Der geflügelte Donnergott Lei Gong
(Holzschnitt, 19. Jhd.)
Die Göttin Nu Gua wanderte nach der Entstehung von Himmel und Erde über
das Land. Vielen Tieren begegnete sie, dennoch fühlte sie sich einsam,
denn es fehlte ihr an Gefährten. Da kam ihr der Gedanke, Wesen nach ihrem
Ebenbild zu schaffen. Sie nahm eine Handvoll Schlamm vom Ufer eines Teichs
und formte daraus Körper mit Armen und Beinen. Als sie diese auf den Boden
stellte erwachten sie zum Leben. Es gefiel ihr, was sie sah, und so
erschuf sie noch viele mehr bis die Sonne unterging. Dann legte sie sich
zum Schlafen nieder. Am nächsten Morgen erschuf die Göttin weitere
Hunderte von diesen Wesen. Doch schon bald sah sie ein, dass sie mit
dieser Vorgehensweise es niemals schaffen würde, die ganze Welt mit ihnen
zu bevölkern. Da nahm sie ein Seil, zog es durch den Schlamm und
wirbelte es über ihren Kopf. In alle Richtungen fielen kleine Klumpen auf
den Boden und sobald sie diesen berührten, verwandelten sie sich in
Menschen. Auf diese Weise gelang es ihr, unzählige Menschen zu erschaffen.

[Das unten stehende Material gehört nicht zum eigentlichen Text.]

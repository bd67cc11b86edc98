//! Default field comparators.
//!
//! Present values sort first, then `null`, then unset fields. The direction
//! only reverses the order among present values.

use crate::schema::{FieldKind, IndexDirection};
use serde_json::Value;
use std::cmp::Ordering;
use std::rc::Rc;

/// Orders two field values. `None` is an unset field.
pub type Comparator = Rc<dyn Fn(Option<&Value>, Option<&Value>) -> Ordering>;

/// Order unset and `null` values after everything else.
///
/// Returns `None` when both values are present and non-null.
pub fn compare_nil(a: Option<&Value>, b: Option<&Value>) -> Option<Ordering> {
    match (a, b) {
        (None, None) => Some(Ordering::Equal),
        (None, _) => Some(Ordering::Greater),
        (_, None) => Some(Ordering::Less),
        (Some(Value::Null), Some(Value::Null)) => Some(Ordering::Equal),
        (Some(Value::Null), _) => Some(Ordering::Greater),
        (_, Some(Value::Null)) => Some(Ordering::Less),
        _ => None,
    }
}

fn compare_booleans(a: &Value, b: &Value) -> Ordering {
    match (a.as_bool(), b.as_bool()) {
        (Some(a), Some(b)) => a.cmp(&b),
        _ => Ordering::Equal,
    }
}

fn compare_numbers(a: &Value, b: &Value) -> Ordering {
    match (a.as_f64(), b.as_f64()) {
        (Some(a), Some(b)) => a.partial_cmp(&b).unwrap_or(Ordering::Equal),
        _ => Ordering::Equal,
    }
}

fn compare_strings(a: &Value, b: &Value) -> Ordering {
    match (a.as_str(), b.as_str()) {
        (Some(a), Some(b)) => a.cmp(b),
        _ => Ordering::Equal,
    }
}

/// The default comparator for a field kind, if it has one.
///
/// Arrays and objects have no natural order and need a custom comparator.
pub fn default_comparator(kind: FieldKind, direction: IndexDirection) -> Option<Comparator> {
    let present: fn(&Value, &Value) -> Ordering = match kind {
        FieldKind::Boolean => compare_booleans,
        FieldKind::Number => compare_numbers,
        FieldKind::String => compare_strings,
        _ => return None,
    };

    Some(Rc::new(move |a: Option<&Value>, b: Option<&Value>| {
        if let Some(ordering) = compare_nil(a, b) {
            return ordering;
        }
        match (a, b) {
            (Some(a), Some(b)) => match direction {
                IndexDirection::Asc => present(a, b),
                IndexDirection::Desc => present(b, a),
            },
            _ => Ordering::Equal,
        }
    }))
}

/// Wrap a custom comparator for an index direction.
pub fn directed(compare: Comparator, direction: IndexDirection) -> Comparator {
    match direction {
        IndexDirection::Asc => compare,
        IndexDirection::Desc => Rc::new(move |a: Option<&Value>, b: Option<&Value>| compare(b, a)),
    }
}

Die Wesen, die sie mit eigener Hand geformt hatte, stellten Aristokraten
und Herrscher dar. Diejenigen, die aus dem herumwirbelnden Seil entstanden
waren, stellten die Bauern dar. Viele Jahre erfreute sie sich an
ihren Geschöpfen. Doch dann kam es zu einem Streit zwischen dem Geist des
Wassers Lei Gong und dem Geist des Feuers Jurong. Nach ihrem erbitterten
Kampf erlitt der Himmel Schaden und ein Teil fiel zur Erde herab. Risse
entstanden im Boden. Sonne, Mond und die Sterne wurden in eine Umlaufbahn
gestürzt, die sich bis heute nicht mehr geändert hat. Fluten bedeckten die
Ebenen und Feuer wütete in den Wäldern. Die Menschen befanden sich in
großer Angst. Nu Gua sah ihre Not und handelte schnell. Zunächst
schmolz sie Steine aus den Flüssen, um das Loch im Himmel zu reparieren.
Dann nahm sie eine Schildkröte, schnitt ihr die vier Beine ab und stellte
sie an den vier Ecken der quadratischen Erde auf, um das Himmelsgewölbe zu
stützen. Dann baute sie Dämme, um das Hochwasser in die Schranken zu
weisen. So kehrte die Ordnung auf die Erde zurück und die Menschen lebten
wieder in Frieden.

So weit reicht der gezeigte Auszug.